BENGKULU, RADARUTARA.ID - Terdakwa Latifa Tusa'diah mengaku memegang kunci brankas, dan juga menyebutkan pernah beberapa kali terjadi kehilangan uang perusahaan.
Pengakuan ini terungkap dalam persidangan lanjutan dugaan perkara penggelapan uang perusahaan pupuk, dengan agenda pemeriksaan terdakwa (Latifa, red) di Pengadilan Negeri (PN) Bengkulu, Selasa 14 Juli 2026.
Dalam persidangan yang dipimpin Majelis Hakim, Muhammad Iqbal tersebut, Jaksa Penuntut Umum (JPU) Kejaksaan Negeri (Kejari) Bengkulu diberikan kesempatan lebih dulu untuk bertanya kepada terdakwa.
Dalam kesempatan itu, JPU mencecar pertanyaan seputar tugas, tanggung jawab, hingga pengelolaan uang hasil penjualan perusahaan selama terdakwa bekerja.
BACA JUGA:Dugaan Penggelapan Uang CV. Mandiri Sejahtera Kian Menguat
Di hadapan majelis hakim, Terdakwa Latifa mengatakan, jika dirinya mulai bekerja di perusahaan yang bergerak disektor penjualan pupuk tersebut pada tahun 2020, setelah mendapat informasi lowongan kerja dari saudaranya.
"Awal bekerja saya menjabat sebagai staf ekspedisi, barulah tahun 2022 diberi tugas membuat invoice berbagai tagihan perusahaan," ungkap Latifa.
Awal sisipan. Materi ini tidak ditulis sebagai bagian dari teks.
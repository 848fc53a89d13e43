// src/util/testing.rs

use crate::application::error::{ApplicationError, ApplicationResult};
use crate::application::pacing::{Pacer, PauseKind};
use crate::config::{ENV_BATCH_SIZE, ENV_MAX_RETRIES, ENV_PROXY_URL};
use crate::domain::credentials::{Credentials, TokenPair};
use crate::domain::error::{DomainError, DomainResult, RemoteError};
use crate::domain::row::Row;
use crate::domain::services::bookmark_api::BookmarkApi;
use async_trait::async_trait;
use std::collections::{HashMap, VecDeque};
use std::env;
use std::sync::atomic::{AtomicUsize, Ordering};
use std::sync::{Mutex, OnceLock};
use std::time::Duration;
use tokio_util::sync::CancellationToken;
use tracing::{debug, info, instrument};
use tracing_subscriber::{
    filter::filter_fn,
    fmt::{self, format::FmtSpan},
    prelude::*,
    EnvFilter,
};

/// Global test configuration, initialized exactly once via OnceLock.
#[derive(Debug)]
pub struct TestEnv {
    pub resources: Vec<&'static str>,
}

static TEST_ENV: OnceLock<TestEnv> = OnceLock::new();

/// Initializes logging for tests exactly once.
pub fn init_test_env() -> &'static TestEnv {
    TEST_ENV.get_or_init(|| {
        setup_test_logging();
        info!("Test environment initialized");
        TestEnv {
            resources: vec!["tests/resources/articles.csv", "tests/resources/mixed_columns.csv"],
        }
    })
}

fn setup_test_logging() {
    debug!("Attempting logger init from testing.rs");
    if tracing::dispatcher::has_been_set() {
        debug!("Tracing subscriber already set");
        return;
    }

    let noisy_modules = ["reqwest", "hyper_util", "mio", "want", "rustls"];
    let module_filter = filter_fn(move |metadata| {
        !noisy_modules
            .iter()
            .any(|name| metadata.target().starts_with(name))
    });

    let env_filter = EnvFilter::try_from_default_env().unwrap_or_else(|_| EnvFilter::new("debug"));

    let subscriber = tracing_subscriber::registry().with(
        fmt::layer()
            .with_writer(std::io::stderr)
            .with_target(true)
            .with_thread_names(false)
            .with_span_events(FmtSpan::CLOSE)
            .with_filter(module_filter)
            .with_filter(env_filter),
    );

    subscriber.try_init().unwrap_or_else(|e| {
        eprintln!("Error: Failed to set up logging: {}", e);
    });
}

/// Saves and clears the MARKPORT_* variables, restores them on drop.
#[derive(Debug, Clone)]
pub struct EnvGuard {
    saved: Vec<(&'static str, Option<String>)>,
}

impl Default for EnvGuard {
    fn default() -> Self {
        Self::new()
    }
}

impl EnvGuard {
    const VARS: [&'static str; 3] = [ENV_PROXY_URL, ENV_BATCH_SIZE, ENV_MAX_RETRIES];

    pub fn new() -> Self {
        let saved = Self::VARS
            .iter()
            .map(|name| (*name, env::var(name).ok()))
            .collect();
        for name in Self::VARS {
            env::remove_var(name);
        }
        Self { saved }
    }
}

impl Drop for EnvGuard {
    #[instrument(level = "trace")]
    fn drop(&mut self) {
        for (name, value) in &self.saved {
            match value {
                Some(val) => env::set_var(name, val),
                None => env::remove_var(name),
            }
        }
    }
}

/// In-memory [`BookmarkApi`] with scripted answers.
///
/// Authentication succeeds unless scripted otherwise. Each url answers from
/// its queue of outcomes and succeeds once the queue is drained, unless it was
/// registered with [`ScriptedBookmarkApi::always_failing`].
#[derive(Debug, Default)]
pub struct ScriptedBookmarkApi {
    auth_results: Mutex<VecDeque<bool>>,
    outcomes: Mutex<HashMap<String, VecDeque<Result<(), RemoteError>>>>,
    always_failing: Mutex<HashMap<String, RemoteError>>,
    cancel_on_call: Mutex<Option<(usize, CancellationToken)>>,
    delays: Mutex<HashMap<String, Duration>>,
    auth_calls: AtomicUsize,
    add_log: Mutex<Vec<String>>,
    seen_tokens: Mutex<Vec<TokenPair>>,
}

impl ScriptedBookmarkApi {
    pub const TOKEN: &'static str = "scripted-token";
    pub const TOKEN_SECRET: &'static str = "scripted-secret";

    pub fn new() -> Self {
        Self::default()
    }

    pub fn with_auth_results<I: IntoIterator<Item = bool>>(self, results: I) -> Self {
        self.auth_results
            .lock()
            .expect("auth_results lock")
            .extend(results);
        self
    }

    pub fn rejecting_credentials(self) -> Self {
        self.with_auth_results([false])
    }

    pub fn with_outcomes<I>(self, url: &str, outcomes: I) -> Self
    where
        I: IntoIterator<Item = Result<(), RemoteError>>,
    {
        self.outcomes
            .lock()
            .expect("outcomes lock")
            .entry(url.to_string())
            .or_default()
            .extend(outcomes);
        self
    }

    pub fn always_failing(self, url: &str, error: RemoteError) -> Self {
        self.always_failing
            .lock()
            .expect("always_failing lock")
            .insert(url.to_string(), error);
        self
    }

    /// Fire `token` while serving the n-th add call (1-based).
    pub fn cancelling_on_call(self, call: usize, token: CancellationToken) -> Self {
        *self.cancel_on_call.lock().expect("cancel lock") = Some((call, token));
        self
    }

    /// Hold every add call for `url` for `delay` before answering.
    pub fn with_delay(self, url: &str, delay: Duration) -> Self {
        self.delays
            .lock()
            .expect("delays lock")
            .insert(url.to_string(), delay);
        self
    }

    pub fn auth_calls(&self) -> usize {
        self.auth_calls.load(Ordering::SeqCst)
    }

    pub fn add_calls(&self) -> usize {
        self.add_log.lock().expect("add_log lock").len()
    }

    pub fn add_calls_for(&self, url: &str) -> usize {
        self.add_log
            .lock()
            .expect("add_log lock")
            .iter()
            .filter(|u| u.as_str() == url)
            .count()
    }

    pub fn added_urls(&self) -> Vec<String> {
        self.add_log.lock().expect("add_log lock").clone()
    }

    pub fn seen_tokens(&self) -> Vec<TokenPair> {
        self.seen_tokens.lock().expect("tokens lock").clone()
    }
}

#[async_trait]
impl BookmarkApi for ScriptedBookmarkApi {
    async fn authenticate(&self, _credentials: &Credentials) -> DomainResult<TokenPair> {
        self.auth_calls.fetch_add(1, Ordering::SeqCst);
        let accepted = self
            .auth_results
            .lock()
            .expect("auth_results lock")
            .pop_front()
            .unwrap_or(true);
        if accepted {
            Ok(TokenPair::new(Self::TOKEN, Self::TOKEN_SECRET))
        } else {
            Err(DomainError::AuthenticationFailed("Invalid credentials".to_string()))
        }
    }

    async fn add_bookmark(&self, tokens: &TokenPair, row: &Row) -> Result<(), RemoteError> {
        let call = {
            let mut log = self.add_log.lock().expect("add_log lock");
            log.push(row.url.clone());
            log.len()
        };
        self.seen_tokens
            .lock()
            .expect("tokens lock")
            .push(tokens.clone());

        if let Some((at, token)) = self.cancel_on_call.lock().expect("cancel lock").as_ref() {
            if *at == call {
                token.cancel();
            }
        }

        let delay = self.delays.lock().expect("delays lock").get(&row.url).copied();
        if let Some(delay) = delay {
            tokio::time::sleep(delay).await;
        }

        if let Some(error) = self.always_failing.lock().expect("always_failing lock").get(&row.url) {
            return Err(error.clone());
        }
        self.outcomes
            .lock()
            .expect("outcomes lock")
            .get_mut(&row.url)
            .and_then(|queue| queue.pop_front())
            .unwrap_or(Ok(()))
    }
}

/// [`Pacer`] that records every pause instead of sleeping.
#[derive(Debug, Default)]
pub struct RecordingPacer {
    pauses: Mutex<Vec<(PauseKind, Duration)>>,
}

impl RecordingPacer {
    pub fn new() -> Self {
        Self::default()
    }

    pub fn pauses(&self) -> Vec<(PauseKind, Duration)> {
        self.pauses.lock().expect("pauses lock").clone()
    }

    pub fn count(&self, kind: PauseKind) -> usize {
        self.durations(kind).len()
    }

    pub fn durations(&self, kind: PauseKind) -> Vec<Duration> {
        self.pauses
            .lock()
            .expect("pauses lock")
            .iter()
            .filter(|(k, _)| *k == kind)
            .map(|(_, d)| *d)
            .collect()
    }
}

#[async_trait]
impl Pacer for RecordingPacer {
    async fn pause(
        &self,
        kind: PauseKind,
        duration: Duration,
        cancel: &CancellationToken,
    ) -> ApplicationResult<()> {
        if cancel.is_cancelled() {
            return Err(ApplicationError::Cancelled);
        }
        self.pauses
            .lock()
            .expect("pauses lock")
            .push((kind, duration));
        Ok(())
    }
}

/// `n` distinct valid rows, `https://example.com/article/{i}`.
pub fn sample_rows(n: usize) -> Vec<Row> {
    (0..n)
        .map(|i| Row {
            title: format!("Article {}", i),
            url: format!("https://example.com/article/{}", i),
            time_added: String::new(),
            tags: String::new(),
            status: String::new(),
        })
        .collect()
}
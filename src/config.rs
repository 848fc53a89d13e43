use crate::application::engine::ImportConfig;
use crate::domain::error::{DomainError, DomainResult};
use crate::domain::parser::ParseMode;
use serde::{Deserialize, Serialize};
use std::path::{Path, PathBuf};
use std::time::Duration;
use tracing::{debug, instrument, trace};

pub const ENV_PROXY_URL: &str = "MARKPORT_PROXY_URL";
pub const ENV_BATCH_SIZE: &str = "MARKPORT_BATCH_SIZE";
pub const ENV_MAX_RETRIES: &str = "MARKPORT_MAX_RETRIES";

#[derive(Debug, Clone, PartialEq, Deserialize, Serialize)]
pub struct ImportSettings {
    /// How CSV lines are mapped to rows (default: "positional")
    #[serde(default)]
    pub parse_mode: ParseMode,

    /// Reject rows without a title (default: false)
    #[serde(default)]
    pub require_title: bool,

    #[serde(default = "default_batch_size")]
    pub batch_size: usize,

    #[serde(default = "default_mega_batch_size")]
    pub mega_batch_size: usize,

    #[serde(default = "default_batch_delay_ms")]
    pub batch_delay_ms: u64,

    #[serde(default = "default_mega_batch_delay_ms")]
    pub mega_batch_delay_ms: u64,

    #[serde(default = "default_max_retries")]
    pub max_retries: u32,

    #[serde(default = "default_initial_delay_ms")]
    pub initial_delay_ms: u64,

    #[serde(default = "default_max_delay_ms")]
    pub max_delay_ms: u64,

    #[serde(default = "default_backoff_multiplier")]
    pub backoff_multiplier: f64,

    #[serde(default = "default_adaptive_increase")]
    pub adaptive_increase: f64,

    #[serde(default = "default_adaptive_decrease")]
    pub adaptive_decrease: f64,

    #[serde(default = "default_progress_interval")]
    pub progress_interval: usize,
}

fn default_batch_size() -> usize {
    25
}
fn default_mega_batch_size() -> usize {
    100
}
fn default_batch_delay_ms() -> u64 {
    2000
}
fn default_mega_batch_delay_ms() -> u64 {
    10_000
}
fn default_max_retries() -> u32 {
    3
}
fn default_initial_delay_ms() -> u64 {
    1000
}
fn default_max_delay_ms() -> u64 {
    30_000
}
fn default_backoff_multiplier() -> f64 {
    2.0
}
fn default_adaptive_increase() -> f64 {
    1.5
}
fn default_adaptive_decrease() -> f64 {
    0.9
}
fn default_progress_interval() -> usize {
    5
}

impl Default for ImportSettings {
    fn default() -> Self {
        Self {
            parse_mode: ParseMode::default(),
            require_title: false,
            batch_size: default_batch_size(),
            mega_batch_size: default_mega_batch_size(),
            batch_delay_ms: default_batch_delay_ms(),
            mega_batch_delay_ms: default_mega_batch_delay_ms(),
            max_retries: default_max_retries(),
            initial_delay_ms: default_initial_delay_ms(),
            max_delay_ms: default_max_delay_ms(),
            backoff_multiplier: default_backoff_multiplier(),
            adaptive_increase: default_adaptive_increase(),
            adaptive_decrease: default_adaptive_decrease(),
            progress_interval: default_progress_interval(),
        }
    }
}

impl From<&ImportSettings> for ImportConfig {
    fn from(settings: &ImportSettings) -> Self {
        Self {
            batch_size: settings.batch_size,
            mega_batch_size: settings.mega_batch_size,
            batch_delay: Duration::from_millis(settings.batch_delay_ms),
            mega_batch_delay: Duration::from_millis(settings.mega_batch_delay_ms),
            max_retries: settings.max_retries,
            initial_delay: Duration::from_millis(settings.initial_delay_ms),
            max_delay: Duration::from_millis(settings.max_delay_ms),
            backoff_multiplier: settings.backoff_multiplier,
            adaptive_increase: settings.adaptive_increase,
            adaptive_decrease: settings.adaptive_decrease,
            progress_interval: settings.progress_interval,
        }
    }
}

#[derive(Debug, Clone, PartialEq, Deserialize, Serialize)]
pub struct Settings {
    /// Base URL of the credential-forwarding proxy
    #[serde(default = "default_proxy_url")]
    pub proxy_url: String,

    /// Batching, pacing and parsing options
    #[serde(default)]
    pub import: ImportSettings,
}

fn default_proxy_url() -> String {
    "http://localhost:3000".to_string()
}

impl Default for Settings {
    fn default() -> Self {
        Self {
            proxy_url: default_proxy_url(),
            import: ImportSettings::default(),
        }
    }
}

pub fn default_config_path() -> Option<PathBuf> {
    dirs::home_dir().map(|p| p.join(".config/markport/config.toml"))
}

fn read_config_file(path: &Path) -> DomainResult<Settings> {
    let config_text = std::fs::read_to_string(path)
        .map_err(|e| DomainError::Configuration(format!("Cannot read {:?}: {}", path, e)))?;
    toml::from_str::<Settings>(&config_text)
        .map_err(|e| DomainError::Configuration(format!("Invalid config {:?}: {}", path, e)))
}

fn env_number<T: std::str::FromStr>(name: &str) -> DomainResult<Option<T>> {
    match std::env::var(name) {
        Ok(value) => value
            .trim()
            .parse::<T>()
            .map(Some)
            .map_err(|_| DomainError::Configuration(format!("{} is not a number: {}", name, value))),
        Err(_) => Ok(None),
    }
}

/// Load settings from a config file and environment variables.
///
/// An explicit `config_path` must exist; the default location is optional.
#[instrument(level = "debug")]
pub fn load_settings(config_path: Option<&Path>) -> DomainResult<Settings> {
    trace!("Loading settings");

    let mut settings = match config_path {
        Some(path) => {
            debug!("Loading config from: {:?}", path);
            read_config_file(path)?
        }
        None => match default_config_path() {
            Some(path) if path.exists() => {
                debug!("Loading config from: {:?}", path);
                read_config_file(&path)?
            }
            _ => Settings::default(),
        },
    };

    // Override with environment variables
    if let Ok(proxy_url) = std::env::var(ENV_PROXY_URL) {
        trace!("Using {} from environment: {}", ENV_PROXY_URL, proxy_url);
        settings.proxy_url = proxy_url;
    }
    if let Some(batch_size) = env_number::<usize>(ENV_BATCH_SIZE)? {
        settings.import.batch_size = batch_size;
    }
    if let Some(max_retries) = env_number::<u32>(ENV_MAX_RETRIES)? {
        settings.import.max_retries = max_retries;
    }

    trace!("Settings loaded: {:?}", settings);
    Ok(settings)
}

pub fn generate_default_config() -> String {
    let default_settings = Settings::default();
    toml::to_string_pretty(&default_settings)
        .unwrap_or_else(|_| "# Error generating default configuration".to_string())
}

#[cfg(test)]
mod tests {
    use super::*;
    use crate::util::testing::EnvGuard;
    use serial_test::serial;
    use std::env;
    use std::fs;
    use tempfile::TempDir;

    fn create_temp_config_file(content: &str) -> (TempDir, PathBuf) {
        let temp_dir = tempfile::tempdir().unwrap();
        let config_path = temp_dir.path().join("config.toml");
        fs::write(&config_path, content).unwrap();
        (temp_dir, config_path)
    }

    #[test]
    #[serial]
    fn given_explicit_config_file_when_load_then_values_applied() {
        let _guard = EnvGuard::new();
        let (_dir, path) = create_temp_config_file(
            r#"
            proxy_url = "https://proxy.example.com"

            [import]
            parse_mode = "lenient"
            batch_size = 10
            mega_batch_delay_ms = 500
            "#,
        );

        let settings = load_settings(Some(&path)).unwrap();

        assert_eq!(settings.proxy_url, "https://proxy.example.com");
        assert_eq!(settings.import.parse_mode, ParseMode::Lenient);
        assert_eq!(settings.import.batch_size, 10);
        assert_eq!(settings.import.mega_batch_delay_ms, 500);
        // untouched keys keep their defaults
        assert_eq!(settings.import.mega_batch_size, 100);
        assert_eq!(settings.import.max_retries, 3);
    }

    #[test]
    #[serial]
    fn given_missing_explicit_config_when_load_then_error() {
        let _guard = EnvGuard::new();
        let result = load_settings(Some(Path::new("/nonexistent/markport.toml")));
        assert!(matches!(result, Err(DomainError::Configuration(_))));
    }

    #[test]
    #[serial]
    fn given_environment_variables_when_load_then_override_file() {
        let _guard = EnvGuard::new();
        let (_dir, path) = create_temp_config_file(
            r#"
            proxy_url = "https://file.example.com"
            [import]
            batch_size = 10
            "#,
        );
        env::set_var(ENV_PROXY_URL, "http://env.example.com:8080");
        env::set_var(ENV_BATCH_SIZE, "7");
        env::set_var(ENV_MAX_RETRIES, "0");

        let settings = load_settings(Some(&path)).unwrap();

        assert_eq!(settings.proxy_url, "http://env.example.com:8080");
        assert_eq!(settings.import.batch_size, 7);
        assert_eq!(settings.import.max_retries, 0);
    }

    #[test]
    #[serial]
    fn given_non_numeric_env_when_load_then_configuration_error() {
        let _guard = EnvGuard::new();
        let (_dir, path) = create_temp_config_file("");
        env::set_var(ENV_BATCH_SIZE, "many");

        let result = load_settings(Some(&path));
        assert!(result.unwrap_err().to_string().contains(ENV_BATCH_SIZE));
    }

    #[test]
    fn given_default_config_when_generate_then_roundtrips_through_toml() {
        let text = generate_default_config();
        assert!(text.contains("proxy_url"));
        assert!(text.contains("[import]"));
        let parsed: Settings = toml::from_str(&text).unwrap();
        assert_eq!(parsed, Settings::default());
    }

    #[test]
    fn given_import_settings_when_convert_then_durations_in_millis() {
        let config = ImportConfig::from(&ImportSettings::default());
        assert_eq!(config, ImportConfig::default());
    }
}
Dalam kesempatan itu, Latifa juga menerangkan mekanisme penerimaan uang hasil penjualan pupuk, dan juga racun dari para sales.
"Ada sales yang bernama Feni menyerahkan uang hasil penjualan kepada saya untuk dihitung bersama. Penghitungan tersebut dilakukan sebelum diserahkan kepada Yusi, yang kemudian dimasukkan ke dalam brankas," kata Latifa.
BACA JUGA:Saksi Ditegur Hakim, Modus Penggelapan Uang Perusahaan Terbongkar
Menurut Latifa, setelah brankas dikunci, kuncinya disimpannya. Selama bekerja, pernah beberapa kali terjadi kehilangan uang perusahaan dan setiap kejadian dilaporkannya.
"Selain itu, seluruh hasil penjualan perusahaan disebut selalu dilaporkan setiap hari melalui grup WhatsApp perusahaan," ujar Latifa dihadapan majelis hakim.
Disisi lain, Latifa mengaku pernah menggunakan uang perusahaan untuk kepentingan pribadi. Uang itu digunakannya untuk membeli bensin ke Pagar Alam.
"Besarannya sekitar Rp2 juta. Selain untuk membeli bensin, uang itu juga saya gunakan untuk kebutuhan pribadi," demikian Latifa.